WORK INSTRUCTIONS -
Copy the listing below in full, exactly.

RECORDS SHOWN -

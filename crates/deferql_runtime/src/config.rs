//! Budgets for deferred execution.

use serde::{Deserialize, Serialize};
use std::time::{Duration, Instant};

/// Deferral budgets. A zero disables the corresponding budget.
#[derive(Debug, Clone, Copy, Default, PartialEq, Eq, Serialize, Deserialize)]
#[serde(default, rename_all = "camelCase")]
pub struct DeferConfig {
    /// Wall-clock budget for the streaming phase, in milliseconds.
    pub max_execution_ms: u64,
    /// Maximum nesting level of deferred rounds, counting the initial response.
    pub max_nested_rounds: usize,
}

impl DeferConfig {
    /// Creates a config with both budgets disabled.
    pub fn new() -> Self {
        Self::default()
    }

    /// Sets the wall-clock budget in milliseconds.
    pub fn with_max_execution_ms(mut self, millis: u64) -> Self {
        self.max_execution_ms = millis;
        self
    }

    /// Sets the nesting budget.
    pub fn with_max_nested_rounds(mut self, rounds: usize) -> Self {
        self.max_nested_rounds = rounds;
        self
    }

    /// Applies per-request overrides on top of this config.
    pub fn with_overrides(mut self, overrides: &DeferOverrides) -> Self {
        if let Some(millis) = overrides.max_execution_ms {
            self.max_execution_ms = millis;
        }
        if let Some(rounds) = overrides.max_nested_rounds {
            self.max_nested_rounds = rounds;
        }
        self
    }

    /// The time budget, if enabled.
    pub fn time_budget(&self) -> Option<Duration> {
        (self.max_execution_ms > 0).then(|| Duration::from_millis(self.max_execution_ms))
    }

    /// The nesting budget, if enabled.
    pub fn round_budget(&self) -> Option<usize> {
        (self.max_nested_rounds > 0).then_some(self.max_nested_rounds)
    }

    /// Absolute deadline for a stream that starts at `start`.
    pub fn deadline_from(&self, start: Instant) -> Option<Instant> {
        self.time_budget().map(|budget| start + budget)
    }
}

/// Per-request replacements for [`DeferConfig`] values.
#[derive(Debug, Clone, Copy, Default, PartialEq, Eq, Serialize, Deserialize)]
#[serde(default, rename_all = "camelCase")]
pub struct DeferOverrides {
    pub max_execution_ms: Option<u64>,
    pub max_nested_rounds: Option<usize>,
}

impl DeferOverrides {
    pub fn is_empty(&self) -> bool {
        self.max_execution_ms.is_none() && self.max_nested_rounds.is_none()
    }
}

ANSWER BOX -
filename crates/deferql_runtime/src/config.rs
//! Budgets for deferred execution.

use serde::{Deserialize, Serialize};
use std::time::{Duration, Instant};

/// Deferral budgets. A zero disables the corresponding budget.
#[derive(Debug, Clone, Copy, Default, PartialEq, Eq, Serialize, Deserialize)]
#[serde(default, rename_all = "camelCase")]
pub struct DeferConfig {
    /// Wall-clock budget for the streaming phase, in milliseconds.
    pub max_execution_ms: u64,
    /// Maximum nesting level of deferred rounds, counting the initial response.
    pub max_nested_rounds: usize,
}

impl DeferConfig {
    /// Creates a config with both budgets disabled.
    pub fn new() -> Self {
        Self::default()
    }

    /// Sets the wall-clock budget in milliseconds.
    pub fn with_max_execution_ms(mut self, millis: u64) -> Self {
        self.max_execution_ms = millis;
        self
    }

    /// Sets the nesting budget.
    pub fn with_max_nested_rounds(mut self, rounds: usize) -> Self {
        self.max_nested_rounds = rounds;
        self
    }

    /// Applies per-request overrides on top of this config.
    pub fn with_overrides(mut self, overrides: &DeferOverrides) -> Self {
        if let Some(millis) = overrides.max_execution_ms {
            self.max_execution_ms = millis;
        }
        if let Some(rounds) = overrides.max_nested_rounds {
            self.max_nested_rounds = rounds;
        }
        self
    }

    /// The time budget, if enabled.
    pub fn time_budget(&self) -> Option<Duration> {
        (self.max_execution_ms > 0).then(|| Duration::from_millis(self.max_execution_ms))
    }

    /// The nesting budget, if enabled.
    pub fn round_budget(&self) -> Option<usize> {
        (self.max_nested_rounds > 0).then_some(self.max_nested_rounds)
    }

    /// Absolute deadline for a stream that starts at `start`.
    pub fn deadline_from(&self, start: Instant) -> Option<Instant> {
        self.time_budget().map(|budget| start + budget)
    }
}

/// Per-request replacements for [`DeferConfig`] values.
#[derive(Debug, Clone, Copy, Default, PartialEq, Eq, Serialize, Deserialize)]
#[serde(default, rename_all = "camelCase")]
pub struct DeferOverrides {
    pub max_execution_ms: Option<u64>,
    pub max_nested_rounds: Option<usize>,
}

impl DeferOverrides {
    pub fn is_empty(&self) -> bool {
        self.max_execution_ms.is_none() && self.max_nested_rounds.is_none()
    }
}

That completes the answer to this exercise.